Da eine Texttheorie Invarianten skizziert, während eine Kritik des Textes die Variablen herausarbeiten müßte, geschieht es häufig - nachdem man begriffen hat, daß die Welt der Intertextualität aus Invarianten und einfallsreichen Ausnahmen besteht und das Werk ein Wunder an
Erfindungskraft ist, welches die Varianten, mit denen es spielt, zurückhält und verbirgt -, daß die semiotische Untersuchung sich auf die Entdeckung gerade der Invarianten jedes Textes beschränkt und die Erfindungen aus dem Blick verliert.
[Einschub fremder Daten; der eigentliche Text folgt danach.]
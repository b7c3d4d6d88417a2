// Periodic expiry sweep.
// Runs `CacheEngine::sweep_expired` on a tokio interval until stopped.

use std::sync::Arc;
use std::time::Duration;

use tokio::sync::mpsc;
use tokio::task::JoinHandle;
use tracing::{debug, warn};

use super::engine::{CacheEngine, SweepReport};
use super::store::PersistentStore;

/// Shortest period a sweep task will run at.
const MIN_PERIOD: Duration = Duration::from_secs(1);

/// Handle for a running background sweep. Dropping it also stops the sweep.
pub struct SweepHandle {
    shutdown_tx: mpsc::Sender<()>,
    task: JoinHandle<()>,
}

impl SweepHandle {
    /// Spawn a task that sweeps `engine` every `period`. The first sweep runs
    /// one full period after start. Periods under one second are raised to
    /// one second.
    pub fn spawn<S>(engine: Arc<CacheEngine<S>>, period: Duration) -> Self
    where
        S: PersistentStore + 'static,
    {
        let period = if period < MIN_PERIOD {
            warn!(?period, "sweep period too short, using {:?}", MIN_PERIOD);
            MIN_PERIOD
        } else {
            period
        };
        let (shutdown_tx, mut shutdown_rx) = mpsc::channel::<()>(1);

        let task = tokio::spawn(async move {
            let mut interval = tokio::time::interval(period);
            // Skip the first tick (immediate)
            interval.tick().await;

            loop {
                tokio::select! {
                    _ = interval.tick() => {
                        let SweepReport { memory_purged, persisted_purged } = engine.sweep_expired();
                        debug!(memory_purged, persisted_purged, "periodic sweep finished");
                    }
                    _ = shutdown_rx.recv() => {
                        break;
                    }
                }
            }
        });

        Self { shutdown_tx, task }
    }

    /// Stop sweeping and wait for the task to exit.
    pub async fn stop(mut self) {
        let _ = self.shutdown_tx.send(()).await;
        let _ = (&mut self.task).await;
    }

    /// True once the sweep task has exited.
    pub fn is_finished(&self) -> bool {
        self.task.is_finished()
    }
}

impl Drop for SweepHandle {
    fn drop(&mut self) {
        self.task.abort();
    }
}

impl<S: PersistentStore + 'static> CacheEngine<S> {
    /// Start the periodic sweep at the configured interval.
    pub fn start_sweeping(self: &Arc<Self>) -> SweepHandle {
        SweepHandle::spawn(Arc::clone(self), self.config().sweep_interval())
    }
}
// Trending feed module.
// Provides the client and types for the GitHub trending feed.

pub mod client;
pub mod endpoints;
pub mod types;

pub use client::TrendingClient;
pub use endpoints::TrendingSource;
pub use types::*;
#[cfg(test)]
mod tests {
    use super::*;
    use crate::cache::{ManualClock, MemoryStore};
    use crate::config::CacheConfig;
    use crate::error::GtrendError;
    use crate::github::{Category, Since};
    use async_trait::async_trait;
    use chrono::Utc;
    use std::collections::HashMap;
    use std::sync::Mutex;
    use std::sync::atomic::{AtomicUsize, Ordering};
    use std::time::Duration;

    /// Scripted upstream that records how many requests overlap.
    #[derive(Default)]
    struct FakeSource {
        responses: HashMap<String, Vec<u64>>,
        failing: Vec<String>,
        delays_ms: HashMap<String, u64>,
        in_flight: AtomicUsize,
        max_in_flight: AtomicUsize,
        calls: Mutex<Vec<String>>,
    }

    impl FakeSource {
        fn with(mut self, lang: &str, added: &[u64]) -> Self {
            self.responses.insert(lang.to_string(), added.to_vec());
            self
        }

        fn failing(mut self, lang: &str) -> Self {
            self.failing.push(lang.to_string());
            self
        }

        fn delay(mut self, lang: &str, ms: u64) -> Self {
            self.delays_ms.insert(lang.to_string(), ms);
            self
        }

        fn calls(&self) -> Vec<String> {
            self.calls.lock().unwrap().clone()
        }
    }

    #[async_trait]
    impl TrendingSource for FakeSource {
        async fn fetch_trending(
            &self,
            language: &str,
            _since: Option<Since>,
            _category: Category,
        ) -> Result<Vec<TrendingItem>> {
            self.calls.lock().unwrap().push(language.to_string());
            let now = self.in_flight.fetch_add(1, Ordering::SeqCst) + 1;
            self.max_in_flight.fetch_max(now, Ordering::SeqCst);

            let delay = self.delays_ms.get(language).copied().unwrap_or(10);
            tokio::time::sleep(Duration::from_millis(delay)).await;
            self.in_flight.fetch_sub(1, Ordering::SeqCst);

            if self.failing.iter().any(|l| l == language) {
                return Err(GtrendError::Status {
                    status: 502,
                    url: format!("https://trending.test/repositories?language={language}"),
                });
            }

            Ok(self
                .responses
                .get(language)
                .map(|added| {
                    added
                        .iter()
                        .map(|&n| TrendingItem::new(n).with_field("language", language))
                        .collect()
                })
                .unwrap_or_default())
        }
    }

    fn fetcher(source: FakeSource) -> (TrendingFetcher<MemoryStore, FakeSource>, ManualClock) {
        let clock = ManualClock::new(Utc::now());
        let cache = Arc::new(CacheEngine::with_clock(
            CacheConfig::default(),
            MemoryStore::new(),
            Arc::new(clock.clone()),
        ));
        (TrendingFetcher::new(cache, source, TrendingState::new()), clock)
    }

    fn daily(langs: &[&str]) -> Query {
        Query::new(langs.iter().copied(), Some(Since::Daily), Category::Repositories)
    }

    fn added(items: &[TrendingItem]) -> Vec<u64> {
        items.iter().map(|i| i.added).collect()
    }

    fn legacy_record(
        fetcher: &TrendingFetcher<MemoryStore, FakeSource>,
        added: &[u64],
    ) -> TrendingRecord {
        TrendingRecord::new(
            added.iter().map(|&n| TrendingItem::new(n)).collect(),
            fetcher.period(),
            fetcher.cache().now(),
        )
    }

    #[tokio::test(start_paused = true)]
    async fn test_fan_out_respects_concurrency_and_sorts() {
        let source = FakeSource::default()
            .with("c", &[5, 1])
            .with("go", &[7])
            .with("java", &[2, 9, 3])
            .with("python", &[4])
            .with("rust", &[8, 6])
            .delay("go", 30)
            .delay("java", 5);
        let (fetcher, _clock) = fetcher(source);
        let query = daily(&["rust", "go", "c", "java", "python"]);

        let served = fetcher.fetch(&query).await.unwrap();

        assert_eq!(served.source, ServedFrom::Upstream);
        assert_eq!(added(&served.items), vec![9, 8, 7, 6, 5, 4, 3, 2, 1]);
        assert_eq!(fetcher.source.calls().len(), 5);
        assert_eq!(fetcher.source.max_in_flight.load(Ordering::SeqCst), 3);
    }

    #[tokio::test(start_paused = true)]
    async fn test_all_languages_issues_single_unscoped_request() {
        let source = FakeSource::default().with("", &[1, 3, 2]).with("rust", &[100]);
        let (fetcher, _clock) = fetcher(source);

        let served = fetcher.fetch(&daily(&["rust", ""])).await.unwrap();

        assert_eq!(fetcher.source.calls(), vec!["".to_string()]);
        // Unscoped listings keep upstream order
        assert_eq!(added(&served.items), vec![1, 3, 2]);
    }

    #[tokio::test(start_paused = true)]
    async fn test_second_fetch_is_served_from_cache() {
        let (fetcher, clock) = fetcher(FakeSource::default().with("rust", &[1]));
        let query = daily(&["rust"]);

        fetcher.fetch(&query).await.unwrap();
        clock.advance(Duration::from_secs(60 * 60));
        let served = fetcher.fetch(&query).await.unwrap();

        assert_eq!(served.source, ServedFrom::Cache);
        assert_eq!(fetcher.source.calls().len(), 1);
        assert_eq!(fetcher.state().current(), served.items);
    }

    #[tokio::test(start_paused = true)]
    async fn test_daily_listing_expires_after_two_hours() {
        let (fetcher, clock) = fetcher(FakeSource::default().with("rust", &[1]));
        let query = daily(&["rust"]);

        fetcher.fetch(&query).await.unwrap();
        clock.advance(Duration::from_secs(2 * 60 * 60));
        let served = fetcher.fetch(&query).await.unwrap();

        assert_eq!(served.source, ServedFrom::Upstream);
        assert_eq!(fetcher.source.calls().len(), 2);
    }

    #[tokio::test(start_paused = true)]
    async fn test_empty_cached_listing_is_a_miss() {
        let (fetcher, _clock) = fetcher(FakeSource::default().with("rust", &[4]));
        let query = daily(&["rust"]);
        let empty = TrendingRecord::new(vec![], fetcher.period(), fetcher.cache().now());
        fetcher
            .cache()
            .set(
                &query.cache_key().unwrap(),
                &empty,
                Duration::from_secs(3600),
                Placement::WriteThrough,
            )
            .unwrap();

        let served = fetcher.fetch(&query).await.unwrap();

        assert_eq!(served.source, ServedFrom::Upstream);
    }

    #[tokio::test(start_paused = true)]
    async fn test_current_legacy_record_migrates_once() {
        let (fetcher, clock) = fetcher(FakeSource::default().with("rust", &[99]));
        let query = daily(&["rust"]);
        let raw_key = query.raw_key().unwrap();
        let legacy = legacy_record(&fetcher, &[3, 2]);
        fetcher
            .cache()
            .store()
            .set(&raw_key, &serde_json::to_value(&legacy).unwrap())
            .unwrap();

        let first = fetcher.fetch(&query).await.unwrap();
        assert_eq!(first.source, ServedFrom::Legacy);
        assert_eq!(added(&first.items), vec![3, 2]);
        assert!(fetcher.cache().store().get(&raw_key).unwrap().is_none());

        // Migrated with the daily TTL
        let entry = fetcher.cache().get_entry(&query.cache_key().unwrap()).unwrap();
        assert_eq!(entry.expires_at - entry.created_at, chrono::Duration::hours(2));

        clock.advance(Duration::from_secs(60));
        let second = fetcher.fetch(&query).await.unwrap();
        assert_eq!(second.source, ServedFrom::Cache);
        assert_eq!(added(&second.items), vec![3, 2]);
        assert!(fetcher.source.calls().is_empty());
    }

    #[tokio::test(start_paused = true)]
    async fn test_outdated_legacy_record_is_ignored() {
        let (fetcher, _clock) = fetcher(FakeSource::default().with("rust", &[99]));
        let query = daily(&["rust"]);
        let raw_key = query.raw_key().unwrap();
        let mut legacy = legacy_record(&fetcher, &[3]);
        legacy.day = legacy.day.map(|d| d % 28 + 1);
        fetcher
            .cache()
            .store()
            .set(&raw_key, &serde_json::to_value(&legacy).unwrap())
            .unwrap();

        let served = fetcher.fetch(&query).await.unwrap();

        assert_eq!(served.source, ServedFrom::Upstream);
        assert_eq!(added(&served.items), vec![99]);
        // Left in place for the stale fallback
        assert!(fetcher.cache().store().get(&raw_key).unwrap().is_some());
    }

    #[tokio::test(start_paused = true)]
    async fn test_failure_serves_stale_raw_record() {
        let source = FakeSource::default().with("rust", &[1]).failing("go");
        let (fetcher, _clock) = fetcher(source);
        let query = Query::new(["rust", "go"], Some(Since::Weekly), Category::Repositories);
        let mut stale = legacy_record(&fetcher, &[42, 41]);
        stale.week = Some(0);
        fetcher
            .cache()
            .store()
            .set(&query.raw_key().unwrap(), &serde_json::to_value(&stale).unwrap())
            .unwrap();

        let served = fetcher.fetch(&query).await.unwrap();

        assert_eq!(served.source, ServedFrom::StaleFallback);
        assert_eq!(added(&served.items), vec![42, 41]);
        assert_eq!(fetcher.state().current(), served.items);
        assert!(!fetcher.cache().has(&query.cache_key().unwrap()));
    }

    #[tokio::test(start_paused = true)]
    async fn test_fallback_found_under_caller_language_order() {
        let (fetcher, _clock) = fetcher(FakeSource::default().failing("rust").failing("go"));
        let query = Query::new(["rust", "go"], Some(Since::Weekly), Category::Repositories);
        let key = r#"{"lang":["rust","go"],"since":"weekly","type":"repositories"}"#;
        fetcher
            .cache()
            .store()
            .set(key, &serde_json::json!({"repos": [{"name": "old"}], "toWeek": 0}))
            .unwrap();

        let served = fetcher.fetch(&query).await.unwrap();

        assert_eq!(served.source, ServedFrom::StaleFallback);
        assert_eq!(served.items[0].title(), "old");
    }

    #[tokio::test(start_paused = true)]
    async fn test_legacy_record_under_sorted_order_migrates() {
        let (fetcher, _clock) = fetcher(FakeSource::default());
        let query = daily(&["rust", "go"]);
        let sorted_key = r#"{"lang":["go","rust"],"since":"daily","type":"repositories"}"#;
        let legacy = legacy_record(&fetcher, &[5]);
        fetcher
            .cache()
            .store()
            .set(sorted_key, &serde_json::to_value(&legacy).unwrap())
            .unwrap();

        let served = fetcher.fetch(&query).await.unwrap();

        assert_eq!(served.source, ServedFrom::Legacy);
        assert!(fetcher.cache().store().get(sorted_key).unwrap().is_none());
        assert!(fetcher.source.calls().is_empty());
    }

    #[tokio::test(start_paused = true)]
    async fn test_failure_without_fallback_surfaces_error() {
        let (fetcher, _clock) = fetcher(FakeSource::default().with("rust", &[1]).failing("go"));
        let query = daily(&["go", "rust"]);

        let err = fetcher.fetch(&query).await.unwrap_err();

        assert!(matches!(err, GtrendError::Status { status: 502, .. }));
        assert!(fetcher.state().current().is_empty());
        assert!(!fetcher.cache().has(&query.cache_key().unwrap()));
    }

    #[tokio::test(start_paused = true)]
    async fn test_corrupt_raw_record_is_not_a_fallback() {
        let (fetcher, _clock) = fetcher(FakeSource::default().failing(""));
        let query = Query::all(Some(Since::Monthly), Category::Developers);
        fetcher
            .cache()
            .store()
            .insert_raw(&query.raw_key().unwrap(), "{truncated");

        assert!(fetcher.fetch(&query).await.is_err());
    }

    #[tokio::test(start_paused = true)]
    async fn test_concurrency_floor_is_one() {
        let source = FakeSource::default().with("a", &[1]).with("b", &[2]);
        let (fetcher, _clock) = fetcher(source);
        let fetcher = fetcher.with_concurrency(0);

        let served = fetcher.fetch(&daily(&["a", "b"])).await.unwrap();

        assert_eq!(added(&served.items), vec![2, 1]);
        assert_eq!(fetcher.source.max_in_flight.load(Ordering::SeqCst), 1);
    }
}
So kommt es dann zu Untersuchungen über die Struktur der Tarotkarten bei Calvino (als hätte der Autor nicht selber schon alles dargelegt) oder zu Aufsätzen über Leben und Tod im Quadrat, identifiziert in beliebigen Texten, mit dem Ergebnis, daß Hamlet auf Sein oder Nichtsein, auf Nicht-Seinwollen oder Nichtsein-Wollen reduziert wird. Wobei das Vorgehen wohlgemerkt didaktisch glänzend sein und sogar zeigen kann, wie dort, wo wir alle uns täglich zwischen dem Seinwollen und dem Nichtseinwollen abmühen, Shakespeare uns ein ewiges Dilemma auf neue Weise vor Augen führt. Aber es ist gerade dieses »Neue«, bei dem der Diskurs ansetzen muß, und die narratologische Einebnung ist nur Vorspiel zur Entdeckung der künstlerischen Höhen.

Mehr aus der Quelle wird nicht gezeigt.